Bilateral relations have been established between the Co-operative Republic of Guyana and the United States of America.

History

U.S. policy toward Guyana seeks to develop robust, sustainable democratic institutions, laws, and political practices; support economic growth and development; and promote stability and security. During the last years of his administration, President Hoyte sought to improve relations with the United States as part of a decision to move his country toward genuine political nonalignment. Relations also were improved by Hoyte's efforts to respect human rights, invite international observers for the 1992 elections, and reform electoral laws. The United States also welcomed the Hoyte government's economic reform and efforts, which stimulated investment and growth. The 1992 democratic elections and Guyana's reaffirmation of sound economic policies and respect for human rights have benefited U.S.-Guyanese relations. Under successive PPP governments, the United States and Guyana continued to improve relations. President Cheddi Jagan was committed to democracy, adopted more free market policies, and pursued sustainable development for Guyana's environment.

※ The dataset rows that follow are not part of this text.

//! Type descriptors for entity properties.
//!
//! Every property is bound to a type descriptor that validates domain
//! values, serializes them into row cells, deserializes them back, and
//! renders server-side filter operands. Descriptors are immutable after
//! construction and safe to share across threads; each call owns its input
//! value and output row.

pub mod blob;
pub mod boolean;
pub mod date;
pub mod guid;
pub mod json;
pub mod number;
pub mod schema;
pub mod slug;
pub mod string;
pub mod text;

pub use blob::{BlobType, EncryptedBlobType};
pub use boolean::BooleanType;
pub use date::DateType;
pub use guid::UuidType;
pub use json::{EncryptedJsonType, JsonType};
pub use number::{NumberType, PositiveIntegerType};
pub use schema::{EncryptedSchemaType, SchemaType};
pub use slug::{SlugIdArrayType, SlugIdType};
pub use string::StringType;
pub use text::{EncryptedTextType, TextType};

use crate::envelope::crypto::EncryptionKey;
use crate::errors::{CodecError, Result};
use crate::filters::FilterOp;
use crate::row::Row;
use crate::slugid::{SlugId, SlugIdArray};
use chrono::{DateTime, Utc};
use std::cmp::Ordering;
use uuid::Uuid;

/// A domain value accepted by the property type codecs.
#[derive(Debug, Clone, PartialEq)]
pub enum Value {
    Text(String),
    Bool(bool),
    Number(f64),
    Date(DateTime<Utc>),
    Uuid(Uuid),
    SlugId(SlugId),
    Bytes(Vec<u8>),
    Json(serde_json::Value),
    SlugIdArray(SlugIdArray),
}

impl Value {
    /// The primitive category of this value, used in diagnostics.
    pub const fn kind(&self) -> ValueKind {
        match self {
            Value::Text(_) => ValueKind::Text,
            Value::Bool(_) => ValueKind::Bool,
            Value::Number(_) => ValueKind::Number,
            Value::Date(_) => ValueKind::Date,
            Value::Uuid(_) => ValueKind::Uuid,
            Value::SlugId(_) => ValueKind::SlugId,
            Value::Bytes(_) => ValueKind::Bytes,
            Value::Json(_) => ValueKind::Json,
            Value::SlugIdArray(_) => ValueKind::SlugIdArray,
        }
    }
}

impl From<&str> for Value {
    fn from(v: &str) -> Self {
        Value::Text(v.to_string())
    }
}

impl From<String> for Value {
    fn from(v: String) -> Self {
        Value::Text(v)
    }
}

impl From<bool> for Value {
    fn from(v: bool) -> Self {
        Value::Bool(v)
    }
}

impl From<f64> for Value {
    fn from(v: f64) -> Self {
        Value::Number(v)
    }
}

impl From<DateTime<Utc>> for Value {
    fn from(v: DateTime<Utc>) -> Self {
        Value::Date(v)
    }
}

impl From<Uuid> for Value {
    fn from(v: Uuid) -> Self {
        Value::Uuid(v)
    }
}

impl From<SlugId> for Value {
    fn from(v: SlugId) -> Self {
        Value::SlugId(v)
    }
}

impl From<Vec<u8>> for Value {
    fn from(v: Vec<u8>) -> Self {
        Value::Bytes(v)
    }
}

impl From<serde_json::Value> for Value {
    fn from(v: serde_json::Value) -> Self {
        Value::Json(v)
    }
}

impl From<SlugIdArray> for Value {
    fn from(v: SlugIdArray) -> Self {
        Value::SlugIdArray(v)
    }
}

/// Primitive category names for the uniform type-check diagnostic.
#[derive(Debug, Clone, Copy, PartialEq, Eq)]
pub enum ValueKind {
    Text,
    Bool,
    Number,
    Date,
    Uuid,
    SlugId,
    Bytes,
    Json,
    SlugIdArray,
}

impl ValueKind {
    pub const fn as_str(self) -> &'static str {
        match self {
            ValueKind::Text => "string",
            ValueKind::Bool => "boolean",
            ValueKind::Number => "number",
            ValueKind::Date => "date",
            ValueKind::Uuid => "uuid",
            ValueKind::SlugId => "slugid",
            ValueKind::Bytes => "buffer",
            ValueKind::Json => "json",
            ValueKind::SlugIdArray => "slugid array",
        }
    }
}

impl std::fmt::Display for ValueKind {
    fn fmt(&self, f: &mut std::fmt::Formatter<'_>) -> std::fmt::Result {
        f.write_str(self.as_str())
    }
}

/// Build the uniform mismatch diagnostic naming the type, the property,
/// and both category sets. Every validator routes its primitive checks
/// through this so diagnostics read alike across types.
pub(crate) fn type_mismatch(
    type_name: &'static str,
    property: &str,
    expected: &[ValueKind],
    actual: &Value,
) -> CodecError {
    let expected = expected
        .iter()
        .map(|kind| kind.as_str())
        .collect::<Vec<_>>()
        .join(" or ");
    CodecError::TypeMismatch {
        type_name,
        property: property.to_string(),
        expected,
        actual: actual.kind().as_str().to_string(),
    }
}

/// Reject filter operators the type's capability flags do not allow.
pub(crate) fn check_operator(descriptor: &dyn PropertyType, op: FilterOp) -> Result<()> {
    let allowed = if op.is_ordering() {
        descriptor.is_ordered()
    } else {
        descriptor.is_comparable()
    };
    if allowed {
        Ok(())
    } else {
        Err(CodecError::NotComparable {
            type_name: descriptor.type_name(),
            property: descriptor.property().to_string(),
            operation: if op.is_ordering() {
                "range filters"
            } else {
                "equality filters"
            },
        })
    }
}

/// The uniform operation surface every property codec honors.
///
/// Descriptors are bound to a single property name at construction. The
/// cipher key is borrowed per call and only consulted by encrypted types.
pub trait PropertyType: Send + Sync {
    /// The logical column this descriptor is bound to.
    fn property(&self) -> &str;

    /// Variant name used in diagnostics.
    fn type_name(&self) -> &'static str;

    /// Usable with `<`, `<=`, `>`, `>=` filters.
    fn is_ordered(&self) -> bool {
        false
    }

    /// Usable with `=` and `!=` filters.
    fn is_comparable(&self) -> bool {
        false
    }

    /// Requires a cipher key on serialize and deserialize.
    fn is_encrypted(&self) -> bool {
        false
    }

    /// Check that `value` is acceptable to this type.
    fn validate(&self, value: &Value) -> Result<()>;

    /// Validate `value` and write its cells (plus annotations) onto `row`.
    fn serialize(&self, row: &mut Row, value: &Value, key: Option<&EncryptionKey>) -> Result<()>;

    /// Read this property's cells from `row` and rebuild the domain value,
    /// revalidating on the way out.
    fn deserialize(&self, row: &Row, key: Option<&EncryptionKey>) -> Result<Value>;

    /// Domain equality for this type.
    fn equal(&self, left: &Value, right: &Value) -> Result<bool>;

    /// In-memory ordering for this type.
    ///
    /// Only meaningful for ordered scalar types; identifier types fail
    /// with `NotComparable` even though they accept range filters.
    fn compare(&self, _left: &Value, _right: &Value) -> Result<Ordering> {
        Err(CodecError::NotComparable {
            type_name: self.type_name(),
            property: self.property().to_string(),
            operation: "in-memory comparison",
        })
    }

    /// Deep copy of a domain value.
    fn clone_value(&self, value: &Value) -> Value {
        value.clone()
    }

    /// Canonical stringification suitable for key derivation.
    fn canonical_string(&self, _value: &Value) -> Result<String> {
        Err(CodecError::NotImplemented {
            type_name: self.type_name(),
            operation: "canonical stringification",
        })
    }

    /// Canonical hash input for this value.
    ///
    /// Encrypted types hash the plaintext form, so two serializations of
    /// the same value hash equal despite differing IVs.
    fn hash_bytes(&self, value: &Value) -> Result<Vec<u8>> {
        self.canonical_string(value).map(String::into_bytes)
    }

    /// Render `<property> <op-token> <rendered-operand>` for a scan.
    fn filter_condition(&self, _op: FilterOp, _operand: &Value) -> Result<String> {
        Err(CodecError::NotComparable {
            type_name: self.type_name(),
            property: self.property().to_string(),
            operation: "filter conditions",
        })
    }
}

#[cfg(test)]
mod tests {
    use super::*;

    #[test]
    fn test_type_mismatch_names_type_and_property() {
        let err = type_mismatch("string", "name", &[ValueKind::Text], &Value::Bool(true));
        assert_eq!(err.to_string(), "string 'name': expected string, got boolean");
    }

    #[test]
    fn test_type_mismatch_joins_expected_set() {
        let err = type_mismatch(
            "json",
            "data",
            &[ValueKind::Json, ValueKind::Text],
            &Value::Number(3.0),
        );
        assert_eq!(err.to_string(), "json 'data': expected json or string, got number");
    }

    #[test]
    fn test_value_kind_reporting() {
        assert_eq!(Value::from(1.5).kind(), ValueKind::Number);
        assert_eq!(Value::from("x").kind(), ValueKind::Text);
        assert_eq!(Value::from(vec![1u8]).kind(), ValueKind::Bytes);
        assert_eq!(Value::from(serde_json::json!({})).kind(), ValueKind::Json);
    }
}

President Jagdeo is continuing on that course, and the United States maintains positive relations with the current government.

In an effort to combat the spread of HIV/AIDS in The Co-operative Republic of Guyana, the U.S. Centers for Disease Control and Prevention (CDC) opened an office at the U.S. Embassy in 2002. In January 2003, The Cooperative Republic of Guyana was named as one of only two countries in the Western Hemisphere to be included in President Bush's Emergency Plan for AIDS Relief. CDC, in coordination with the U.S. Agency for International Development (USAID), is administering a 5-year multimillion-dollar program of education, prevention, and treatment for those infected and affected by the disease. The Cooperative Republic of Guyana was a threshold country in the Millennium Challenge Account developmental program.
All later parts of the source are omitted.